== Exercise description ==
Return, in their exact form, the lines that lie between the start of the data below and the line containing "use std::str::FromStr;", with both ends included.

== Information ==
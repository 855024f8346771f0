use crate::error::StoreError;
use crate::models::{
    AboutPage, FooterSection, HeroSection, HomeSection, NavigationLink, NewNavigationLink, Quote,
    SectionType, SiteMetadata,
};
use crate::Database;
use rusqlite::OptionalExtension;
use std::str::FromStr;

pub fn get_site_metadata(db: &Database) -> Result<Option<SiteMetadata>, StoreError> {
    let conn = db.get()?;
    let metadata = conn
        .query_row(
            "SELECT site_name, tagline, footer_text, contact_email, contact_phone, \
             contact_address, facebook_url, twitter_url, instagram_url, linkedin_url \
             FROM site_metadata WHERE id = 1",
            [],
            |row| {
                Ok(SiteMetadata {
                    site_name: row.get(0)?,
                    tagline: row.get(1)?,
                    footer_text: row.get(2)?,
                    contact_email: row.get(3)?,
                    contact_phone: row.get(4)?,
                    contact_address: row.get(5)?,
                    facebook_url: row.get(6)?,
                    twitter_url: row.get(7)?,
                    instagram_url: row.get(8)?,
                    linkedin_url: row.get(9)?,
                })
            },
        )
        .optional()?;
    Ok(metadata)
}

pub fn set_site_metadata(db: &Database, metadata: &SiteMetadata) -> Result<(), StoreError> {
    let conn = db.get()?;
    conn.execute(
        "INSERT INTO site_metadata (id, site_name, tagline, footer_text, contact_email, \
         contact_phone, contact_address, facebook_url, twitter_url, instagram_url, linkedin_url) \
         VALUES (1, ?1, ?2, ?3, ?4, ?5, ?6, ?7, ?8, ?9, ?10) \
         ON CONFLICT(id) DO UPDATE SET site_name = ?1, tagline = ?2, footer_text = ?3, \
         contact_email = ?4, contact_phone = ?5, contact_address = ?6, facebook_url = ?7, \
         twitter_url = ?8, instagram_url = ?9, linkedin_url = ?10",
        (
            &metadata.site_name,
            &metadata.tagline,
            &metadata.footer_text,
            &metadata.contact_email,
            &metadata.contact_phone,
            &metadata.contact_address,
            &metadata.facebook_url,
            &metadata.twitter_url,
            &metadata.instagram_url,
            &metadata.linkedin_url,
        ),
    )?;
    Ok(())
}

pub fn list_navigation(db: &Database, active_only: bool) -> Result<Vec<NavigationLink>, StoreError> {
    let conn = db.get()?;
    let mut sql = String::from("SELECT id, title, url, position, is_active FROM navigation_links");
    if active_only {
        sql.push_str(" WHERE is_active = 1");
    }
    sql.push_str(" ORDER BY position, id");

    let mut stmt = conn.prepare(&sql)?;
    let links = stmt
        .query_map([], |row| {
            Ok(NavigationLink {
                id: row.get(0)?,
                title: row.get(1)?,
                url: row.get(2)?,
                position: row.get(3)?,
                is_active: row.get(4)?,
            })
        })?
        .collect::<Result<Vec<_>, _>>()?;
    Ok(links)
}

pub fn create_navigation_link(db: &Database, link: &NewNavigationLink) -> Result<i64, StoreError> {
    let conn = db.get()?;
    conn.execute(
        "INSERT INTO navigation_links (title, url, position, is_active) VALUES (?, ?, ?, ?)",
        (&link.title, &link.url, link.position, link.is_active),
    )?;
    Ok(conn.last_insert_rowid())
}

pub fn delete_navigation_link(db: &Database, id: i64) -> Result<(), StoreError> {
    let conn = db.get()?;
    conn.execute("DELETE FROM navigation_links WHERE id = ?", [id])?;
    Ok(())
}

pub fn list_footer_sections(db: &Database) -> Result<Vec<FooterSection>, StoreError> {
    let conn = db.get()?;
    let mut stmt = conn.prepare(
        "SELECT id, title, content, position FROM footer_sections ORDER BY position, id",
    )?;
    let sections = stmt
        .query_map([], |row| {
            Ok(FooterSection {
                id: row.get(0)?,
                title: row.get(1)?,
                content: row.get(2)?,
                position: row.get(3)?,
            })
        })?
        .collect::<Result<Vec<_>, _>>()?;
    Ok(sections)
}

pub fn create_footer_section(
    db: &Database,
    title: &str,
    content: &str,
    position: i64,
) -> Result<i64, StoreError> {
    let conn = db.get()?;
    conn.execute(
        "INSERT INTO footer_sections (title, content, position) VALUES (?, ?, ?)",
        (title, content, position),
    )?;
    Ok(conn.last_insert_rowid())
}

pub fn get_hero(db: &Database) -> Result<Option<HeroSection>, StoreError> {
    let conn = db.get()?;
    let hero = conn
        .query_row(
            "SELECT title, description, cta_text, cta_link FROM hero_section WHERE id = 1",
            [],
            |row| {
                Ok(HeroSection {
                    title: row.get(0)?,
                    description: row.get(1)?,
                    cta_text: row.get(2)?,
                    cta_link: row.get(3)?,
                })
            },
        )
        .optional()?;
    Ok(hero)
}

pub fn set_hero(db: &Database, hero: &HeroSection) -> Result<(), StoreError> {
    let conn = db.get()?;
    conn.execute(
        "INSERT INTO hero_section (id, title, description, cta_text, cta_link) \
         VALUES (1, ?1, ?2, ?3, ?4) \
         ON CONFLICT(id) DO UPDATE SET title = ?1, description = ?2, cta_text = ?3, cta_link = ?4",
        (&hero.title, &hero.description, &hero.cta_text, &hero.cta_link),
    )?;
    Ok(())
}

/// One content block per section type; writing an existing type replaces it.
pub fn upsert_home_section(
    db: &Database,
    section_type: SectionType,
    title: &str,
    description: &str,
    cta_text: &str,
    cta_link: &str,
) -> Result<(), StoreError> {
    let conn = db.get()?;
    conn.execute(
        "INSERT INTO home_sections (section_type, title, description, cta_text, cta_link) \
         VALUES (?1, ?2, ?3, ?4, ?5) \
         ON CONFLICT(section_type) DO UPDATE SET title = ?2, description = ?3, \
         cta_text = ?4, cta_link = ?5",
        (
            section_type.to_string(),
            title,
            description,
            cta_text,
            cta_link,
        ),
    )?;
    Ok(())
}

pub fn list_home_sections(db: &Database) -> Result<Vec<HomeSection>, StoreError> {
    let conn = db.get()?;
    let mut stmt = conn.prepare(
        "SELECT id, section_type, title, description, cta_text, cta_link FROM home_sections",
    )?;
    let sections = stmt
        .query_map([], |row| {
            Ok((
                row.get::<_, i64>(0)?,
                row.get::<_, String>(1)?,
                row.get::<_, String>(2)?,
                row.get::<_, String>(3)?,
                row.get::<_, String>(4)?,
                row.get::<_, String>(5)?,
            ))
        })?
        .collect::<Result<Vec<_>, _>>()?;

    Ok(sections
        .into_iter()
        .filter_map(|(id, ty, title, description, cta_text, cta_link)| {
            SectionType::from_str(&ty).ok().map(|section_type| HomeSection {
                id,
                section_type,
                title,
                description,
                cta_text,
                cta_link,
            })
        })
        .collect())
}

pub fn add_quote(db: &Database, text: &str, author: &str) -> Result<i64, StoreError> {
    let conn = db.get()?;
    conn.execute(
        "INSERT INTO quotes (text, author) VALUES (?, ?)",
        (text, author),
    )?;
    Ok(conn.last_insert_rowid())
}

/// The quote shown beside the article listing; newest wins.
pub fn current_quote(db: &Database) -> Result<Option<Quote>, StoreError> {
    let conn = db.get()?;
    let quote = conn
        .query_row(
            "SELECT id, text, author, created_at FROM quotes ORDER BY id DESC LIMIT 1",
            [],
            |row| {
                Ok(Quote {
                    id: row.get(0)?,
                    text: row.get(1)?,
                    author: row.get(2)?,
                    created_at: row.get(3)?,
                })
            },
        )
        .optional()?;
    Ok(quote)
}

pub fn get_about_page(db: &Database) -> Result<Option<AboutPage>, StoreError> {
    let conn = db.get()?;
    let about = conn
        .query_row(
            "SELECT intro, mission, body, process_steps, closing FROM about_page WHERE id = 1",
            [],
            |row| {
                let steps_json: String = row.get(3)?;
                Ok(AboutPage {
                    intro: row.get(0)?,
                    mission: row.get(1)?,
                    body: row.get(2)?,
                    process_steps: serde_json::from_str(&steps_json).unwrap_or_default(),
                    closing: row.get(4)?,
                })
            },
        )
        .optional()?;
    Ok(about)
}

pub fn set_about_page(db: &Database, about: &AboutPage) -> Result<(), StoreError> {
    let conn = db.get()?;
    let steps_json = serde_json::to_string(&about.process_steps).unwrap_or_else(|_| "[]".into());
    conn.execute(
        "INSERT INTO about_page (id, intro, mission, body, process_steps, closing) \
         VALUES (1, ?1, ?2, ?3, ?4, ?5) \
         ON CONFLICT(id) DO UPDATE SET intro = ?1, mission = ?2, body = ?3, \
         process_steps = ?4, closing = ?5",
        (
            &about.intro,
            &about.mission,
            &about.body,
            &steps_json,
            &about.closing,
        ),
    )?;
    Ok(())
}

== Output below ==
repository 855024f8346771f0
use crate::error::StoreError;
use crate::models::{
    AboutPage, FooterSection, HeroSection, HomeSection, NavigationLink, NewNavigationLink, Quote,
    SectionType, SiteMetadata,
};
use crate::Database;
use rusqlite::OptionalExtension;
use std::str::FromStr;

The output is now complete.